- [Required work]: In the data that follows, count the lines in which the word "units" occurs, and report that figure alone.

::::::

//! # Construction-time configuration.
//!
//! Provides [`ServiceConfig`] (per-service runtime settings) and [`BusConfig`]
//! (per-bus queue settings).
//!
//! ## Sentinel values
//! - `runtime = None` → units are spawned on the ambient tokio runtime
//! - `queue_capacity = None` → unbounded subscriber queues

use std::{future::Future, time::Duration};

use tokio::{runtime::Handle, task::JoinHandle};

/// How quickly the supervisor learns that a task unit has finished.
#[derive(Clone, Copy, Debug, Default, PartialEq, Eq)]
pub enum ExitDetection {
    /// Finished units are discovered by the next periodic healthcheck, so a
    /// failure may go unnoticed for up to one `monitoring_interval` (default).
    #[default]
    Poll,
    /// A unit that fails wakes the monitoring loop right away.
    Immediate,
}

/// Per-service configuration.
///
/// ## Field semantics
/// - `monitoring_interval`: pause between self-healthchecks of the monitoring loop
/// - `exit_detection`: see [`ExitDetection`]
/// - `runtime`: injected runtime handle used for every unit the service spawns
#[derive(Clone, Debug)]
pub struct ServiceConfig {
    /// Poll period of the monitoring loop.
    pub monitoring_interval: Duration,

    /// Latency trade-off for noticing finished task units.
    pub exit_detection: ExitDetection,

    /// Runtime that units are spawned on (`None` = `tokio::spawn`).
    pub runtime: Option<Handle>,
}

impl ServiceConfig {
    /// Returns a config with the given monitoring interval.
    #[must_use]
    pub fn with_monitoring_interval(mut self, interval: Duration) -> Self {
        self.monitoring_interval = interval;
        self
    }

    /// Returns a config with the given exit detection mode.
    #[must_use]
    pub fn with_exit_detection(mut self, mode: ExitDetection) -> Self {
        self.exit_detection = mode;
        self
    }

    /// Returns a config that spawns on `handle`.
    #[must_use]
    pub fn with_runtime(mut self, handle: Handle) -> Self {
        self.runtime = Some(handle);
        self
    }

    /// Spawns `fut` on the injected runtime, or on the ambient one.
    pub(crate) fn spawn<F>(&self, fut: F) -> JoinHandle<F::Output>
    where
        F: Future + Send + 'static,
        F::Output: Send + 'static,
    {
        match &self.runtime {
            Some(handle) => handle.spawn(fut),
            None => tokio::spawn(fut),
        }
    }
}

impl Default for ServiceConfig {
    /// Default configuration:
    ///
    /// - `monitoring_interval = 100ms`
    /// - `exit_detection = ExitDetection::Poll`
    /// - `runtime = None`
    fn default() -> Self {
        Self {
            monitoring_interval: Duration::from_millis(100),
            exit_detection: ExitDetection::Poll,
            runtime: None,
        }
    }
}

/// Configuration of a [`ServiceBus`](crate::ServiceBus).
#[derive(Clone, Copy, Debug, Default)]
pub struct BusConfig {
    /// Capacity of each subscriber queue.
    ///
    /// - `None` = unbounded, no backpressure (default)
    /// - `Some(n)` = at most `n` pending messages; when full the message is
    ///   dropped for that subscriber only. Values below 1 are clamped to 1.
    pub queue_capacity: Option<usize>,
}

impl BusConfig {
    /// Bounded-queue configuration.
    pub fn bounded(capacity: usize) -> Self {
        Self {
            queue_capacity: Some(capacity.max(1)),
        }
    }
}

#[cfg(test)]
mod tests {
    use super::*;

    #[test]
    fn defaults_match_documented_values() {
        let cfg = ServiceConfig::default();
        assert_eq!(cfg.monitoring_interval, Duration::from_millis(100));
        assert_eq!(cfg.exit_detection, ExitDetection::Poll);
        assert!(cfg.runtime.is_none());
        assert!(BusConfig::default().queue_capacity.is_none());
    }

    #[test]
    fn bounded_capacity_is_clamped() {
        assert_eq!(BusConfig::bounded(0).queue_capacity, Some(1));
        assert_eq!(BusConfig::bounded(8).queue_capacity, Some(8));
    }
}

::::::

- [Result for this task]: 4